MERGER CLAUSE IN ONE REINSURANCE AGREEMENT DOES NOT PRECLUDE OFFSET OF AMOUNTS OWED UNDER ANOTHER REINSURANCE AGREEMENT

In a suit surrounding the application of an offset provision in one reinsurance agreement to amounts allegedly owed under a second reinsurance agreement, a court narrowly construed a merger clause in the first agreement, denying a motion to dismiss. American Medical and Life Insurance Company and Guarantee Trust Life Insurance Company entered into two separate reinsurance agreements. In the first, the former would reinsure the latter with respect to certain insurance business. In the second, the latter would reinsure the former with respect to other insurance. After GTL allegedly failed to perform under the second agreement, American Life used an offset provision in the first agreement and refused to pay its share of claims under the first agreement. GTL then sued for breach of the first agreement and American Life counterclaimed for breach of the second agreement.
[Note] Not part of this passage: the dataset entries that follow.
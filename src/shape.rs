//! Object layout descriptors ("shapes").
//!
//! Every heap object carries a shape describing its layout: what kind of
//! object it is, which named properties live in which slots, and which
//! shape an object transitions to when a property is added. The analysis
//! uses shapes to fold property-access fast paths and to prove structure
//! checks redundant.
//!
//! [`ShapeBound`] is the abstract-domain side: the set of shapes a value is
//! known (or may come) to have, with explicit bottom and top.

use rustc_hash::FxHashMap;
use smallvec::SmallVec;

use crate::ir::arena::{Arena, Id};
use crate::speculation::{ArrayModes, SpecType};

/// Identifier of an interned property name.
pub type PropertyId = u32;

/// Index of a shape in the [`ShapeRegistry`].
pub type ShapeId = Id<ShapeInfo>;

/// Shape sets beyond this size widen to top. Polymorphism past a handful of
/// layouts is not worth specializing for.
const MAX_TRACKED_SHAPES: usize = 4;

// =============================================================================
// Shape Descriptors
// =============================================================================

/// The coarse layout category of a shape.
#[derive(Clone, Copy, PartialEq, Eq, Hash, Debug)]
pub enum ShapeKind {
    /// Plain object.
    Object,
    /// Array object.
    Array,
    /// Callable function.
    Function,
    /// String cell.
    String,
    /// Typed array view.
    TypedArray,
    /// Host-provided exotic object.
    Host,
}

impl ShapeKind {
    /// The speculation bit instances of this kind carry.
    #[inline]
    pub const fn speculation(self) -> SpecType {
        match self {
            ShapeKind::Object => SpecType::FINAL_OBJECT,
            ShapeKind::Array => SpecType::ARRAY,
            ShapeKind::Function => SpecType::FUNCTION,
            ShapeKind::String => SpecType::STRING,
            ShapeKind::TypedArray => SpecType::TYPED_ARRAY,
            ShapeKind::Host => SpecType::OBJECT_OTHER,
        }
    }
}

/// One object layout.
#[derive(Clone, Debug)]
pub struct ShapeInfo {
    pub kind: ShapeKind,
    /// Exotic objects can compare loosely-equal to `undefined`; such a shape
    /// can never be proven truthy.
    pub masquerades_as_undefined: bool,
    /// Indexed-storage modes instances of this shape admit.
    pub indexing: ArrayModes,
    slots: FxHashMap<PropertyId, u32>,
    transitions: FxHashMap<PropertyId, ShapeId>,
}

impl ShapeInfo {
    /// A shape of the given kind with no named properties.
    pub fn new(kind: ShapeKind) -> Self {
        let indexing = match kind {
            ShapeKind::Array => ArrayModes::CONTIGUOUS,
            ShapeKind::TypedArray => ArrayModes::TYPED_INT | ArrayModes::TYPED_FLOAT,
            _ => ArrayModes::NON_ARRAY,
        };
        ShapeInfo {
            kind,
            masquerades_as_undefined: false,
            indexing,
            slots: FxHashMap::default(),
            transitions: FxHashMap::default(),
        }
    }

    /// Same shape with explicit indexed-storage modes.
    pub fn with_indexing(mut self, indexing: ArrayModes) -> Self {
        self.indexing = indexing;
        self
    }

    /// Mark the shape as loosely-equal to `undefined`.
    pub fn masquerading(mut self) -> Self {
        self.masquerades_as_undefined = true;
        self
    }
}

// =============================================================================
// Shape Registry
// =============================================================================

/// All shapes known to one compilation.
///
/// The registry is populated by the graph builder before analysis starts and
/// is read-only during a pass.
#[derive(Debug, Clone, Default)]
pub struct ShapeRegistry {
    shapes: Arena<ShapeInfo>,
}

impl ShapeRegistry {
    pub fn new() -> Self {
        Self::default()
    }

    /// Register a shape and return its ID.
    pub fn register(&mut self, info: ShapeInfo) -> ShapeId {
        self.shapes.alloc(info)
    }

    /// Look up a shape.
    #[inline]
    pub fn get(&self, id: ShapeId) -> &ShapeInfo {
        &self.shapes[id]
    }

    /// The speculation bit values of this shape carry.
    #[inline]
    pub fn speculation(&self, id: ShapeId) -> SpecType {
        self.shapes[id].kind.speculation()
    }

    /// The inline slot a named property occupies on this shape, if the
    /// property is present and plain (no accessor).
    pub fn slot_of(&self, shape: ShapeId, property: PropertyId) -> Option<u32> {
        self.shapes[shape].slots.get(&property).copied()
    }

    /// The shape an object of `from` transitions to when `property` is
    /// added, if that transition has been materialized.
    pub fn transition_for(&self, from: ShapeId, property: PropertyId) -> Option<ShapeId> {
        self.shapes[from].transitions.get(&property).copied()
    }

    /// Record that `property` occupies `slot` on `shape`.
    pub fn define_slot(&mut self, shape: ShapeId, property: PropertyId, slot: u32) {
        self.shapes[shape].slots.insert(property, slot);
    }

    /// Record an add-property transition edge.
    pub fn define_transition(&mut self, from: ShapeId, property: PropertyId, to: ShapeId) {
        self.shapes[from].transitions.insert(property, to);
    }
}

// =============================================================================
// Shape Sets
// =============================================================================

/// A small, sorted set of shape IDs.
#[derive(Clone, PartialEq, Eq, Debug, Default)]
pub struct ShapeSet {
    ids: SmallVec<[ShapeId; 2]>,
}

impl ShapeSet {
    pub fn new() -> Self {
        Self::default()
    }

    /// A set containing exactly one shape.
    pub fn singleton(id: ShapeId) -> Self {
        let mut ids = SmallVec::new();
        ids.push(id);
        ShapeSet { ids }
    }

    /// Build from an unsorted list.
    pub fn from_ids(mut ids: Vec<ShapeId>) -> Self {
        ids.sort_unstable();
        ids.dedup();
        ShapeSet {
            ids: SmallVec::from_vec(ids),
        }
    }

    pub fn len(&self) -> usize {
        self.ids.len()
    }

    pub fn is_empty(&self) -> bool {
        self.ids.is_empty()
    }

    pub fn contains(&self, id: ShapeId) -> bool {
        self.ids.binary_search(&id).is_ok()
    }

    pub fn insert(&mut self, id: ShapeId) -> bool {
        match self.ids.binary_search(&id) {
            Ok(_) => false,
            Err(pos) => {
                self.ids.insert(pos, id);
                true
            }
        }
    }

    pub fn iter(&self) -> impl Iterator<Item = ShapeId> + '_ {
        self.ids.iter().copied()
    }

    /// If the set holds exactly one shape, that shape.
    pub fn as_singleton(&self) -> Option<ShapeId> {
        match self.ids.as_slice() {
            [only] => Some(*only),
            _ => None,
        }
    }

    pub fn is_subset_of(&self, other: &ShapeSet) -> bool {
        self.ids.iter().all(|id| other.contains(*id))
    }

    /// Set intersection.
    pub fn intersect(&self, other: &ShapeSet) -> ShapeSet {
        ShapeSet {
            ids: self
                .ids
                .iter()
                .copied()
                .filter(|id| other.contains(*id))
                .collect(),
        }
    }

    /// The union of the speculation bits of all member shapes.
    pub fn speculation(&self, registry: &ShapeRegistry) -> SpecType {
        self.ids
            .iter()
            .fold(SpecType::empty(), |acc, &id| acc | registry.speculation(id))
    }

    /// The union of the indexing modes of all member shapes.
    pub fn indexing(&self, registry: &ShapeRegistry) -> ArrayModes {
        self.ids
            .iter()
            .fold(ArrayModes::empty(), |acc, &id| acc | registry.get(id).indexing)
    }
}

// =============================================================================
// Abstract Shape Bound
// =============================================================================

/// The shape component of an abstract value.
///
/// `Clear` means the value cannot be a cell carrying a shape at this point
/// (bottom); `Top` means any shape is possible. The bound widens to `Top`
/// once more than [`MAX_TRACKED_SHAPES`] layouts have been observed.
#[derive(Clone, PartialEq, Eq, Debug, Default)]
pub enum ShapeBound {
    /// No shape is possible (the value is not a cell, or nothing reaches
    /// here).
    #[default]
    Clear,
    /// The shape is one of this set.
    Known(ShapeSet),
    /// Any shape is possible.
    Top,
}

impl ShapeBound {
    /// Bound admitting exactly one shape.
    pub fn exactly(id: ShapeId) -> Self {
        ShapeBound::Known(ShapeSet::singleton(id))
    }

    #[inline]
    pub fn is_clear(&self) -> bool {
        matches!(self, ShapeBound::Clear)
    }

    #[inline]
    pub fn is_top(&self) -> bool {
        matches!(self, ShapeBound::Top)
    }

    /// Whether the bound carries usable knowledge: some shapes are known and
    /// not every shape is possible.
    #[inline]
    pub fn is_neither_clear_nor_top(&self) -> bool {
        matches!(self, ShapeBound::Known(_))
    }

    /// The single admitted shape, if there is exactly one.
    pub fn as_singleton(&self) -> Option<ShapeId> {
        match self {
            ShapeBound::Known(set) => set.as_singleton(),
            _ => None,
        }
    }

    /// Whether every shape this bound admits is in `set`. `Clear` admits
    /// nothing, so it is trivially a subset; `Top` never is.
    pub fn is_subset_of(&self, set: &ShapeSet) -> bool {
        match self {
            ShapeBound::Clear => true,
            ShapeBound::Known(mine) => mine.is_subset_of(set),
            ShapeBound::Top => false,
        }
    }

    /// Lattice join in place. Returns whether the receiver changed.
    pub fn merge(&mut self, other: &ShapeBound) -> bool {
        match other {
            ShapeBound::Clear => false,
            ShapeBound::Top => {
                if self.is_top() {
                    false
                } else {
                    *self = ShapeBound::Top;
                    true
                }
            }
            ShapeBound::Known(theirs) => match self {
                ShapeBound::Top => false,
                ShapeBound::Clear => {
                    *self = ShapeBound::Known(theirs.clone());
                    true
                }
                ShapeBound::Known(mine) => {
                    let mut changed = false;
                    for id in theirs.iter() {
                        changed |= mine.insert(id);
                    }
                    let widened = mine.len() > MAX_TRACKED_SHAPES;
                    if widened {
                        *self = ShapeBound::Top;
                        changed = true;
                    }
                    changed
                }
            },
        }
    }

    /// Lattice meet with an explicit set. The result may become `Clear`,
    /// which the caller must treat as "this program point is unreachable".
    pub fn filter(&mut self, set: &ShapeSet) {
        match &mut *self {
            ShapeBound::Clear => {}
            ShapeBound::Top => {
                *self = if set.is_empty() {
                    ShapeBound::Clear
                } else {
                    ShapeBound::Known(set.clone())
                };
            }
            ShapeBound::Known(mine) => {
                let narrowed = mine.intersect(set);
                *self = if narrowed.is_empty() {
                    ShapeBound::Clear
                } else {
                    ShapeBound::Known(narrowed)
                };
            }
        }
    }

    /// Forget everything (used when a side effect may change any shape).
    pub fn make_top(&mut self) {
        *self = ShapeBound::Top;
    }
}

// =============================================================================
// Tests
// =============================================================================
GTL moved to dismiss American Life’s counterclaim, contending the first agreement’s merger clause prohibited linking the second agreement with the first agreement. The court denied GTL’s motion, holding that the offset provision, which permitted offset based on “any other agreement between the parties,” could not be barred by the merger provision in that same contract. Further, the merger provision applied only to “the business reinsured hereunder,” so unrelated business reinsured under a separate agreement would fall outside that provision’s reach. Guarantee Trust Life Insurance Co. v. American Medical and Life Insurance Co., Case No. 10 C 2125 (USDC N.D. Ill. Feb. 3, 2011).